- _Exercise details_:
Please state how many lines in the records below contain the word "last"; the answer should be a number and nothing else.

___ Data section ___

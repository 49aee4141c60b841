#[cfg(test)]
mod tests {
    use crate::class_manager::{ClassManager, LocalClass};
    use crate::context::Register;
    use crate::tests::support::{execute, method};
    use crate::value::Value;
    use crate::vm::{VirtualMachine, VmConfig};

    #[test]
    fn parameters_start_unknown() {
        let m = method(
            r#"
.method public sum(IJ)J
    .registers 5
    return-wide v3
.end method
"#,
        );
        let vm = VirtualMachine::new(ClassManager::new());
        let state = vm.initial_state(&m).unwrap();
        assert_eq!(state.peek_register(Register::Local(0)), None);
        assert_eq!(state.peek_register(Register::Local(1)), Some(&Value::unknown("Lcom/example/Test;")));
        assert_eq!(state.peek_register(Register::Local(2)), Some(&Value::unknown("I")));
        assert_eq!(state.peek_register(Register::Local(3)), Some(&Value::unknown("J")));
        assert_eq!(state.peek_register(Register::Local(4)), None);
    }

    #[test]
    fn too_few_registers_is_an_error() {
        let mut m = method(
            r#"
.method public static tight(JJ)V
    .registers 4
    return-void
.end method
"#,
        );
        m.registers = 3;
        let vm = VirtualMachine::new(ClassManager::new());
        assert!(vm.initial_state(&m).is_err());
    }

    #[test]
    fn unknown_condition_forks() {
        let graph = execute(
            r#"
.method public static choose(I)I
    .registers 2
    if-eqz p0, :zero
    const/4 v0, 0x1
    return v0
    :zero
    const/4 v0, 0x0
    return v0
.end method
"#,
        );
        assert_eq!(graph.reached_addresses(), vec![0, 2, 3, 4, 5]);
        assert_eq!(graph.terminating_addresses(), vec![3, 5]);
    }

    #[test]
    fn known_condition_does_not_fork() {
        let graph = execute(
            r#"
.method public static fixed()I
    .registers 2
    const/4 v0, 0x0
    if-eqz v0, :zero
    const/4 v1, 0x1
    return v1
    :zero
    return v0
.end method
"#,
        );
        assert!(graph.is_reached(1));
        assert!(!graph.is_reached(3));
        assert!(!graph.is_reached(4));
        assert!(graph.is_reached(5));
    }

    #[test]
    fn register_comparison_with_known_values() {
        let graph = execute(
            r#"
.method public static compare()V
    .registers 2
    const/4 v0, 0x3
    const/4 v1, 0x5
    if-lt v0, v1, :less
    const/4 v0, 0x0
    :less
    return-void
.end method
"#,
        );
        assert!(!graph.is_reached(4));
        assert!(graph.is_reached(5));
    }

    #[test]
    fn arithmetic_is_folded() {
        let graph = execute(
            r#"
.method public static math()I
    .registers 3
    const/4 v0, 0x3
    mul-int/lit8 v1, v0, 0x5
    add-int v2, v1, v0
    rsub-int v2, v2, 0x64
    return v2
.end method
"#,
        );
        assert_eq!(graph.register_consensus(1, Register::Local(1)), Some(Value::Int(15)));
        assert_eq!(graph.register_consensus(3, Register::Local(2)), Some(Value::Int(18)));
        assert_eq!(graph.register_consensus(5, Register::Local(2)), Some(Value::Int(82)));
        assert_eq!(graph.register_consensus(7, Register::Return), Some(Value::Int(82)));
    }

    #[test]
    fn unchanged_loop_closes_into_a_cycle() {
        let graph = execute(
            r#"
.method public static spin(I)V
    .registers 2
    :loop
    if-eqz p0, :done
    goto :loop
    :done
    return-void
.end method
"#,
        );
        assert_eq!(graph.pile(0).len(), 1);
        assert_eq!(graph.pile(2).len(), 1);
        let head = graph.pile(0)[0];
        let back = graph.node(graph.pile(2)[0]).unwrap();
        assert_eq!(back.children(), &[head]);
        assert!(graph.node(head).unwrap().parents().len() == 1);
        assert!(graph.is_reached(3));
    }

    const COUNTER: &str = r#"
.method public static count(I)V
    .registers 2
    const/4 v0, 0x0
    :loop
    add-int/lit8 v0, v0, 0x1
    if-nez p0, :loop
    return-void
.end method
"#;

    #[test]
    fn growing_loop_is_widened_at_the_visit_limit() {
        let m = method(COUNTER);
        let config = VmConfig {
            max_address_visits: 10,
            max_nodes: 1000,
        };
        let mut vm = VirtualMachine::with_config(ClassManager::new(), config);
        let graph = vm.execute(&m).unwrap();

        // Ten concrete counts, then one node where the count is any int.
        assert_eq!(graph.pile(1).len(), 11);
        assert!(graph.is_reached(5));
        let last = graph.node(*graph.pile(1).last().unwrap()).unwrap();
        assert_eq!(last.state().unwrap().peek_register(Register::Local(0)), Some(&Value::unknown("I")));
        // Later laps loop back into it.
        assert_eq!(last.parents().len(), 2);
    }

    #[test]
    fn exit_of_a_long_concrete_loop_is_reached() {
        let graph = execute(
            r#"
.method public static settle()I
    .registers 3
    const/4 v0, 0x0
    const/16 v1, 0x3e8
    :loop
    if-ge v0, v1, :end
    add-int/lit8 v0, v0, 0x1
    goto :loop
    :end
    const/4 v2, 0x7
    return v2
.end method
"#,
        );
        assert!(graph.is_reached(8));
        assert!(graph.is_reached(9));
        assert_eq!(graph.pile(3).len(), 501);
        assert_eq!(graph.register_consensus(9, Register::Local(2)), Some(Value::Int(7)));
    }

    #[test]
    fn node_budget_is_enforced() {
        let m = method(COUNTER);
        let config = VmConfig {
            max_address_visits: 500,
            max_nodes: 5,
        };
        let mut vm = VirtualMachine::with_config(ClassManager::new(), config);
        let e = vm.execute(&m).unwrap_err();
        assert!(e.to_string().contains("exceeded 5 nodes"));
        assert!(e.to_string().contains("Lcom/example/Test;->count(I)V"));
    }

    #[test]
    fn instance_of_uses_class_hierarchy() {
        let text = r#"
.method public static check()V
    .registers 3
    new-instance v0, Ljava/util/ArrayList;
    instance-of v1, v0, Ljava/util/List;
    instance-of v2, v0, Ljava/util/Map;
    new-instance v0, Lcom/example/Widget;
    instance-of v1, v0, Ljava/util/List;
    return-void
.end method
"#;
        let graph = execute(text);
        assert_eq!(graph.register_consensus(2, Register::Local(1)), Some(Value::Int(1)));
        assert_eq!(graph.register_consensus(4, Register::Local(2)), Some(Value::Int(0)));
        // Unresolvable ancestry is neither true nor false.
        assert_eq!(graph.register_consensus(8, Register::Local(1)), Some(Value::unknown("Z")));

        let mut vm = VirtualMachine::new(ClassManager::new());
        vm.class_manager_mut()
            .add_local_class(LocalClass::new("Lcom/example/Widget;", Some("Ljava/util/ArrayList;"), &[]));
        assert!(vm.class_manager().is_local("Lcom/example/Widget;"));
        let graph = vm.execute(&method(text)).unwrap();
        assert_eq!(graph.register_consensus(8, Register::Local(1)), Some(Value::Int(1)));
    }

    #[test]
    fn invoke_results_are_unknown() {
        let graph = execute(
            r#"
.method public static box(I)Ljava/lang/Integer;
    .registers 2
    invoke-static {p0}, Ljava/lang/Integer;->valueOf(I)Ljava/lang/Integer;
    move-result-object v0
    return-object v0
.end method
"#,
        );
        assert_eq!(
            graph.register_consensus(3, Register::Local(0)),
            Some(Value::unknown("Ljava/lang/Integer;"))
        );
        let node = graph.first_node_at(3).unwrap();
        assert!(node.state().unwrap().was_register_read(Register::Result));
    }

    #[test]
    fn thrown_exception_reaches_matching_handler() {
        let graph = execute(
            r#"
.method public static fail()V
    .registers 1
    new-instance v0, Ljava/lang/IllegalStateException;
    :try_start_0
    throw v0
    :try_end_0
    .catch Ljava/io/IOException; {:try_start_0 .. :try_end_0} :io
    .catch Ljava/lang/RuntimeException; {:try_start_0 .. :try_end_0} :runtime
    :io
    return-void
    :runtime
    move-exception v0
    return-void
.end method
"#,
        );
        assert!(!graph.is_reached(3));
        assert!(graph.is_reached(4));
        assert!(graph.is_reached(5));
    }

    #[test]
    fn throwing_instructions_may_reach_their_handlers() {
        let graph = execute(
            r#"
.method public static guarded(I)I
    .registers 3
    const/4 v0, 0x1
    :try_start_0
    invoke-static {}, Lcom/example/Test;->risky()V
    const/4 v0, 0x2
    :try_end_0
    .catch Ljava/io/IOException; {:try_start_0 .. :try_end_0} :io
    .catchall {:try_start_0 .. :try_end_0} :any
    return v0
    :io
    move-exception v1
    return v0
    :any
    return v0
.end method
"#,
        );
        // The call may throw anything, the const never throws.
        assert!(graph.is_reached(6));
        assert!(graph.is_reached(8));
        assert_eq!(graph.pile(6).len(), 1);
        assert_eq!(graph.pile(8).len(), 1);
        assert_eq!(graph.register_consensus(8, Register::Local(0)), Some(Value::Int(1)));
        assert_eq!(graph.register_consensus(5, Register::Local(0)), Some(Value::Int(2)));
    }

    #[test]
    fn unknown_exception_may_reach_every_handler() {
        let graph = execute(
            r#"
.method public static rethrow(Ljava/lang/Throwable;)V
    .registers 2
    :try_start_0
    throw p0
    :try_end_0
    .catch Ljava/io/IOException; {:try_start_0 .. :try_end_0} :io
    .catchall {:try_start_0 .. :try_end_0} :any
    :io
    return-void
    :any
    return-void
.end method
"#,
        );
        assert!(graph.is_reached(1));
        assert!(graph.is_reached(2));
    }

    #[test]
    fn failed_cast_throws() {
        let graph = execute(
            r#"
.method public static cast()V
    .registers 1
    :try_start_0
    const-string v0, "text"
    check-cast v0, Ljava/lang/Integer;
    :try_end_0
    .catchall {:try_start_0 .. :try_end_0} :handler
    return-void
    :handler
    return-void
.end method
"#,
        );
        assert!(!graph.is_reached(4));
        assert!(graph.is_reached(5));
    }
}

___

- _Solved problem_:
3